Car passer outre la taxe à 6% que les commerçants imposent aux clients de l'état n'a pas été apprécié par la justice de Caroline du Sud. Ayant décidé que cette démande d'Amazon n'était pas recevable, le détaillant a décidé de laisser en plan son installation, menaçant ainsi plusieurs milliers d'emplois. La bataille juridique a finalement joué en faveur d'Amazon, qui vient de bénéficier de cinq ans de sursis.

 

 

Il s'agit d'un avantage indéniable qu'Amazon entend conserver. Le géant de la vente en ligne n'impose cette taxe sur ses marchandises que dans cinq états aux Etats-Unis.
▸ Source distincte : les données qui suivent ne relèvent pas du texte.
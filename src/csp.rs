//! Finite-domain constraint satisfaction over binary relations

pub mod problem;
pub mod relation;

pub use problem::{Assignment, Constraint, CspProblem, Value};
pub use relation::Relation;
//! Board representation and in-place move application

use std::{
    fmt,
    ops::{Deref, DerefMut},
};

use serde::{Deserialize, Serialize};

use super::lines;

/// A cell on the Tic-Tac-Toe board
#[derive(Debug, Clone, Copy, PartialEq, Eq, Hash, Default, Serialize, Deserialize)]
pub enum Cell {
    #[default]
    Empty,
    X,
    O,
}

impl Cell {
    pub fn to_char(self) -> char {
        match self {
            Cell::Empty => '.',
            Cell::X => 'X',
            Cell::O => 'O',
        }
    }

    pub fn from_char(c: char) -> Option<Cell> {
        match c {
            '.' | '_' | '-' => Some(Cell::Empty),
            'X' | 'x' => Some(Cell::X),
            'O' | 'o' | '0' => Some(Cell::O),
            _ => None,
        }
    }
}

/// A player in the game
#[derive(Debug, Clone, Copy, PartialEq, Eq, Hash, Serialize, Deserialize)]
pub enum Player {
    X,
    O,
}

impl Player {
    /// Get the opponent player
    pub fn opponent(self) -> Player {
        match self {
            Player::X => Player::O,
            Player::O => Player::X,
        }
    }

    /// Convert player to cell
    pub fn to_cell(self) -> Cell {
        match self {
            Player::X => Cell::X,
            Player::O => Cell::O,
        }
    }
}

impl fmt::Display for Player {
    fn fmt(&self, f: &mut fmt::Formatter<'_>) -> fmt::Result {
        write!(f, "{}", self.to_cell().to_char())
    }
}

/// A (row, column) position on the board
#[derive(Debug, Clone, Copy, PartialEq, Eq, Hash, Serialize, Deserialize)]
pub struct Square {
    pub row: usize,
    pub col: usize,
}

impl Square {
    /// Every square in row-major order, the order search enumerates moves in
    pub const ALL: [Square; 9] = [
        Square { row: 0, col: 0 },
        Square { row: 0, col: 1 },
        Square { row: 0, col: 2 },
        Square { row: 1, col: 0 },
        Square { row: 1, col: 1 },
        Square { row: 1, col: 2 },
        Square { row: 2, col: 0 },
        Square { row: 2, col: 1 },
        Square { row: 2, col: 2 },
    ];

    /// Create a square, rejecting rows or columns outside 0-2.
    pub fn new(row: usize, col: usize) -> Result<Self, crate::Error> {
        if row < 3 && col < 3 {
            Ok(Square { row, col })
        } else {
            Err(crate::Error::InvalidSquare { row, col })
        }
    }

    /// Row-major index (0-8)
    pub fn index(self) -> usize {
        self.row * 3 + self.col
    }

    pub fn from_index(index: usize) -> Option<Self> {
        Self::ALL.get(index).copied()
    }
}

impl fmt::Display for Square {
    fn fmt(&self, f: &mut fmt::Formatter<'_>) -> fmt::Result {
        write!(f, "({}, {})", self.row, self.col)
    }
}

/// The 3x3 grid.
///
/// Owned by one game session; search mutates it in place through
/// [`Board::trial`] and every trial move is undone before the search returns.
#[derive(Debug, Clone, Copy, PartialEq, Eq, Hash, Default, Serialize, Deserialize)]
pub struct Board {
    cells: [Cell; 9],
}

impl Board {
    /// Create an empty board
    pub fn new() -> Self {
        Self::default()
    }

    /// Create a board from a string representation.
    ///
    /// Whitespace is ignored; the remaining 9 characters are read row-major
    /// with `.` for empty cells.
    ///
    /// # Errors
    ///
    /// Returns error if:
    /// - The string does not hold exactly 9 cells
    /// - Any character is not a valid cell representation
    /// - The piece counts differ by more than one
    pub fn from_string(s: &str) -> Result<Self, crate::Error> {
        let chars: Vec<char> = s.chars().filter(|c| !c.is_whitespace()).collect();
        if chars.len() != 9 {
            return Err(crate::Error::InvalidBoardLength {
                expected: 9,
                got: chars.len(),
                context: s.to_string(),
            });
        }

        let mut cells = [Cell::Empty; 9];
        for (i, &c) in chars.iter().enumerate() {
            cells[i] = Cell::from_char(c).ok_or_else(|| crate::Error::InvalidCellCharacter {
                character: c,
                position: i,
                context: s.to_string(),
            })?;
        }

        let board = Board { cells };
        let (x, o) = board.counts();
        if x.abs_diff(o) > 1 {
            return Err(crate::Error::InvalidConfiguration {
                message: format!("piece counts must differ by at most 1 (X={x}, O={o}) in '{s}'"),
            });
        }
        Ok(board)
    }

    pub fn cells(&self) -> &[Cell; 9] {
        &self.cells
    }

    /// Get the cell at a square
    pub fn get(&self, square: Square) -> Cell {
        self.cells[square.index()]
    }

    /// Check if a square is empty
    pub fn is_empty(&self, square: Square) -> bool {
        self.get(square) == Cell::Empty
    }

    /// Number of X and O pieces on the board
    pub fn counts(&self) -> (usize, usize) {
        self.cells.iter().fold((0, 0), |(x, o), cell| match cell {
            Cell::X => (x + 1, o),
            Cell::O => (x, o + 1),
            Cell::Empty => (x, o),
        })
    }

    /// Whose turn it is, inferred from the piece counts. X opens.
    pub fn next_player(&self) -> Player {
        let (x, o) = self.counts();
        if x > o { Player::O } else { Player::X }
    }

    /// Empty squares in row-major order
    pub fn empty_squares(&self) -> Vec<Square> {
        Square::ALL
            .into_iter()
            .filter(|&square| self.is_empty(square))
            .collect()
    }

    /// Place a piece permanently.
    ///
    /// # Errors
    ///
    /// Returns [`crate::Error::InvalidMove`] if the square is occupied.
    pub fn place(&mut self, square: Square, player: Player) -> Result<(), crate::Error> {
        if !self.is_empty(square) {
            return Err(crate::Error::InvalidMove {
                row: square.row,
                col: square.col,
            });
        }
        self.cells[square.index()] = player.to_cell();
        Ok(())
    }

    /// Place a piece for the lifetime of the returned guard.
    ///
    /// The square is emptied again when the guard drops, on every exit path.
    ///
    /// # Errors
    ///
    /// Returns [`crate::Error::InvalidMove`] if the square is occupied.
    pub fn trial(&mut self, square: Square, player: Player) -> Result<MoveGuard<'_>, crate::Error> {
        self.place(square, player)?;
        Ok(MoveGuard {
            board: self,
            square,
        })
    }

    /// Empty every cell
    pub fn reset(&mut self) {
        self.cells = [Cell::Empty; 9];
    }

    /// Check if a player has three in a row
    pub fn has_won(&self, player: Player) -> bool {
        lines::has_won(&self.cells, player)
    }

    /// Get the winner if there is one
    pub fn winner(&self) -> Option<Player> {
        if self.has_won(Player::X) {
            Some(Player::X)
        } else if self.has_won(Player::O) {
            Some(Player::O)
        } else {
            None
        }
    }

    pub fn is_full(&self) -> bool {
        !self.cells.contains(&Cell::Empty)
    }

    /// Check if the game is over (three in a row, or a full board)
    pub fn is_terminal(&self) -> bool {
        self.winner().is_some() || self.is_full()
    }

    /// Check if the position is a draw (all cells filled, no winner)
    pub fn is_draw(&self) -> bool {
        self.is_full() && self.winner().is_none()
    }
}

impl fmt::Display for Board {
    fn fmt(&self, f: &mut fmt::Formatter<'_>) -> fmt::Result {
        for (i, &cell) in self.cells.iter().enumerate() {
            write!(f, "{}", cell.to_char())?;
            if (i + 1).is_multiple_of(3) && i < 8 {
                writeln!(f)?;
            }
        }
        Ok(())
    }
}

/// A trial move on a borrowed board, undone on drop.
///
/// Dereferences to the board so recursive search can keep exploring the
/// position with the move applied.
#[derive(Debug)]
pub struct MoveGuard<'a> {
    board: &'a mut Board,
    square: Square,
}

impl MoveGuard<'_> {
    pub fn square(&self) -> Square {
        self.square
    }
}

impl Deref for MoveGuard<'_> {
    type Target = Board;

    fn deref(&self) -> &Board {
        self.board
    }
}

impl DerefMut for MoveGuard<'_> {
    fn deref_mut(&mut self) -> &mut Board {
        self.board
    }
}

impl Drop for MoveGuard<'_> {
    fn drop(&mut self) {
        self.board.cells[self.square.index()] = Cell::Empty;
    }
}
//! Shared fixtures for the integration tests.

#![allow(dead_code)]

use std::{fs, path::PathBuf};

use rand::{Rng, SeedableRng, rngs::StdRng};
use s2p::search::{GraphProblem, Problem};

/// The four-node graph used throughout the documentation.
pub const SAMPLE_GRAPH: &str = "A -> B : 1\nA -> C : 4\nB -> C : 1\nC -> D : 1\n";

pub fn sample_graph() -> GraphProblem {
    GraphProblem::parse(SAMPLE_GRAPH).unwrap()
}

/// A random directed graph over `n0..n{size}` with integer edge costs.
pub fn random_graph(seed: u64, size: usize, density: f64) -> GraphProblem {
    let mut rng = StdRng::seed_from_u64(seed);
    let mut graph = GraphProblem::new();
    let names: Vec<String> = (0..size).map(|i| format!("n{i}")).collect();
    for name in &names {
        graph.add_node(name);
    }
    for from in &names {
        for to in &names {
            if from != to && rng.random_bool(density) {
                graph.add_edge(from, to, rng.random_range(1..=5) as f64);
            }
        }
    }
    graph
}

/// Fewest edges and lowest cost over all simple paths, found exhaustively.
pub fn brute_force_optimum(graph: &GraphProblem, start: &str, goal: &str) -> Option<(usize, f64)> {
    fn walk(
        graph: &GraphProblem,
        goal: &str,
        path: &mut Vec<String>,
        cost: f64,
        best: &mut Option<(usize, f64)>,
    ) {
        let Some(current) = path.last().cloned() else {
            return;
        };
        if current == goal {
            let edges = path.len() - 1;
            *best = Some(match *best {
                Some((e, c)) => (e.min(edges), c.min(cost)),
                None => (edges, cost),
            });
            return;
        }
        for next in graph.actions(&current) {
            if path.contains(&next) {
                continue;
            }
            let step = graph.cost(&current, &next);
            path.push(next);
            walk(graph, goal, path, cost + step, best);
            path.pop();
        }
    }

    let mut best = None;
    walk(graph, goal, &mut vec![start.to_string()], 0.0, &mut best);
    best
}

/// Write `contents` to `name` inside `dir` and return the full path.
pub fn write_file(dir: &tempfile::TempDir, name: &str, contents: &str) -> PathBuf {
    let path = dir.path().join(name);
    fs::write(&path, contents).unwrap();
    path
}
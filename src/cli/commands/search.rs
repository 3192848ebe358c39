//! Search command - Find a path through a graph or a maze

use std::{fs, path::PathBuf};

use anyhow::{Context, Result, bail};
use clap::Parser;
use log::warn;

use crate::{
    cli::{
        config::{AppConfig, SearchConfig},
        output::{format_cost, print_kv, print_path, print_search_stats, print_section},
    },
    search::{
        Algorithm, Bounded, GraphProblem, GridProblem, NamedHeuristic, Path, Planar, Problem,
        uninformed,
    },
};

#[derive(Parser, Debug)]
#[command(about = "Find a path through a graph or a maze")]
pub struct SearchArgs {
    /// Edge-list graph file (`FROM -> TO [: COST]` per line)
    #[arg(long, conflicts_with = "grid", required_unless_present = "grid")]
    pub graph: Option<PathBuf>,

    /// Maze file (`.` open, `#` wall, `S` start, `G` goal)
    #[arg(long)]
    pub grid: Option<PathBuf>,

    /// Search algorithm (dfs, bfs, ucs, dls, ids, greedy, a-star,
    /// hill-climbing, ida-star, local)
    #[arg(long, short = 'a')]
    pub algorithm: Option<Algorithm>,

    /// Start node (graphs only)
    #[arg(long)]
    pub start: Option<String>,

    /// Goal node (graphs only)
    #[arg(long)]
    pub goal: Option<String>,

    /// Heuristic for informed algorithms (manhattan, euclidean, chebyshev, is-goal)
    #[arg(long)]
    pub heuristic: Option<NamedHeuristic>,

    /// Depth bound for depth-limited search
    #[arg(long)]
    pub depth_limit: Option<usize>,

    /// Cost budget for IDA*
    #[arg(long)]
    pub cost_limit: Option<f64>,

    /// JSON configuration file with search defaults
    #[arg(long)]
    pub config: Option<PathBuf>,
}

impl SearchArgs {
    /// Flags given on the command line win over the configuration file
    pub fn resolve(&self, mut config: SearchConfig) -> SearchConfig {
        if let Some(algorithm) = self.algorithm {
            config = config.with_algorithm(algorithm);
        }
        if let Some(heuristic) = self.heuristic {
            config = config.with_heuristic(heuristic);
        }
        if let Some(depth) = self.depth_limit {
            config = config.with_depth_limit(depth);
        }
        if let Some(cost) = self.cost_limit {
            config = config.with_cost_limit(cost);
        }
        config
    }
}

pub fn execute(args: SearchArgs) -> Result<()> {
    let config = AppConfig::load_or_default(args.config.as_deref())?;
    let search = args.resolve(config.search);
    if search.cost_limit.is_some_and(|c| !(c.is_finite() && c >= 0.0)) {
        bail!("--cost-limit must be a finite, non-negative number");
    }

    match (&args.graph, &args.grid) {
        (Some(path), _) => {
            let text = fs::read_to_string(path)
                .with_context(|| format!("failed to read graph {}", path.display()))?;
            let graph = GraphProblem::parse(&text)
                .with_context(|| format!("failed to parse graph {}", path.display()))?;
            let start = args.start.as_deref().context("--start is required with --graph")?;
            let goal = args.goal.as_deref().context("--goal is required with --graph")?;
            let start = graph.require(start)?;
            let goal = graph.require(goal)?;
            report(&graph, &start, &goal, &search, |node: &String| node.clone());
        }
        (None, Some(path)) => {
            let text = fs::read_to_string(path)
                .with_context(|| format!("failed to read grid {}", path.display()))?;
            let grid = GridProblem::parse(&text)
                .with_context(|| format!("failed to parse grid {}", path.display()))?;
            if args.start.is_some() || args.goal.is_some() {
                warn!("--start and --goal are ignored for grids; using S and G");
            }
            report(&grid, &grid.start(), &grid.goal(), &search, |&(row, col): &(i32, i32)| {
                format!("({row}, {col})")
            });
        }
        (None, None) => bail!("one of --graph or --grid is required"),
    }
    Ok(())
}

/// Run the configured algorithm and print its result
fn report<P, L>(problem: &P, start: &P::State, goal: &P::State, search: &SearchConfig, label: L)
where
    P: Problem,
    P::State: Planar,
    L: Fn(&P::State) -> String,
{
    let algorithm = search.algorithm;
    print_section(&format!(
        "{algorithm} from {} to {}",
        label(start),
        label(goal)
    ));
    if algorithm.is_informed() {
        print_kv("Heuristic", search.heuristic.as_str());
    }

    let relabel = |path: &Path<P::State>| -> Path<String> {
        path.states().iter().map(&label).collect::<Vec<_>>().into()
    };

    if algorithm == Algorithm::DepthLimited {
        print_kv("Depth limit", &search.depth_limit.to_string());
        let (outcome, stats) =
            uninformed::depth_limited_with_stats(problem, start, goal, search.depth_limit);
        match outcome {
            Bounded::Found(path) => print_path(&relabel(&path), path.total_cost(problem)),
            Bounded::Cutoff => {
                println!("No path found.");
                print_kv("Outcome", "cut off at the depth limit");
            }
            Bounded::Exhausted => {
                println!("No path found.");
                print_kv("Outcome", "no path at any depth");
            }
        }
        print_search_stats(&stats);
        return;
    }

    if let (Algorithm::IterativeDeepeningAStar, Some(cost)) = (algorithm, search.cost_limit) {
        print_kv("Cost limit", &format_cost(cost));
    }
    let solution = algorithm.run(problem, start, goal, &search.heuristic, search.limits());
    print_path(&relabel(&solution.path), solution.path.total_cost(problem));
    print_search_stats(&solution.stats);
}

#[cfg(test)]
mod tests {
    use super::*;

    #[test]
    fn flags_override_config() {
        let args = SearchArgs {
            graph: None,
            grid: None,
            algorithm: Some(Algorithm::AStar),
            start: None,
            goal: None,
            heuristic: None,
            depth_limit: Some(3),
            cost_limit: None,
            config: None,
        };
        let base = SearchConfig::default()
            .with_heuristic(NamedHeuristic::Euclidean)
            .with_depth_limit(7);
        let resolved = args.resolve(base);
        assert_eq!(resolved.algorithm, Algorithm::AStar);
        assert_eq!(resolved.heuristic, NamedHeuristic::Euclidean);
        assert_eq!(resolved.depth_limit, 3);
    }
}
C'est aussi ce qui rend ses prix très attractifs (de l'ordre de 10%) dans tout le reste du pays.

 

Les états désavantagés par la vente en ligne

 

Chaque personne qui achète en ligne doit s'acquiter d'une taxe sur les marchandises en question, qui sera ensuite reversée à l'état. Or il n'est pas rare, sauf dans quelques rares cas, que les sites web comme Amazon ne reporte pas la valeur de cette taxe sur leurs prix, étant donné qu'ils ne sont pas physiquement implantés sur le territoire concerné.

 

Le Seattle Times rapporte que durant les six sernières années, la vente en ligne dépourvue de taxe aurait coûté environ 52 milliards de dollars aux différents états. Face à des budgets de plus en plus serrés, ils se sont réunis, toutes tendances politiques confondues, pour que les commerces en ligne payent eux aussi leur tribut.

 

Si Amazon entend se plier à la législation américaine, en voie d'adaptation, l'enseigne n'a pas supporté les initiatives régionales (issues des états eux-mêmes, et non au niveau fédéral) pour tenter de colmater le fuite dans leur bateau. Pendant des années, Amazon a répondu à ces injonctions par des procès et des fermetures brutales de ses sites. Il semblerait cependant que la donne change.

 

« Nous avons toujours apporté notre support à une solution fédérale », déclare Paul Misener d'Amazon. « Nous nous sommes violemment opposés aux solutions non-conformes à la Constitution que proposaient les états », précise-t-il.

 

 Dans un mémo diffusé à ses employés, l'enseigne les avertit que « les états s'inquiètent de plus en plus » de la manière d'Amazon de s'affranchir de certaines taxes, en raison du bouleversement de l'économie, et que cela risquerait fortement d'impacter leur commerce avec des des taxes supplémentaires.

 

Le temps du changement

 

En 2008, l'état de New York et Amazon s'étaient retrouvés au tribunal, pour décider si oui ou non Amazon devait s'acquitter d'une taxe supplémentaire. Le jugement a été établi en faveur de New York. D'autres initiatives commence à faire leur chemin, et l'avantage d'Amazon en la matière se réduit comme peau de chagrin.

 

Un autre exemple marquant : en Californie, un autre jugement a établi qu'Amazon, tout comme de nombreux autres sites commerçants, devra participer à l'effort de guerre. Mais la firme développant le Kindle à Cupertino est aussi concernée. Le juge a estimé que sa présence suffisait à justifier la collecte d'une taxe.

 

Plus globalement, cette vague de contestation des états sous-entend aussi un ras-le-bol. Amazon n'est pas ce qu'on pourrait appeler une organisation humanitaire, mais un minimum d'engagement civique, c'est tout ce que semblent réclamer les collectivités.

 

Amazon obéit, mais ne risque pas grand-chose

 

En effet, il appraît que même après l'amortissement de la taxe, qui induirait donc une hausse des prix des produits proposés par Amazon, le géant du web conserverait tout de même un avantage considérable sur la plupart de ses concurrents. En clair, malgré ces changements décisifs, le monopole d'Amazon n'est pas vraiment menacé.

 

Le débat risque cependant de se déplacer dans d'autres pays. Car il est également apparu aujourd'hui que le Royaume-Uni s'intéresse de près à la fiscalité du groupe. Amazon aurait réalisé 7.6 milliards de ventes sur le territoire britannique, mais on s'interroge sur le versement des impôts sur les sociétés, dont on ignore si le groupe s'est acquitté. Une enquête menée par l'autorité de régulation adéquate est en cours.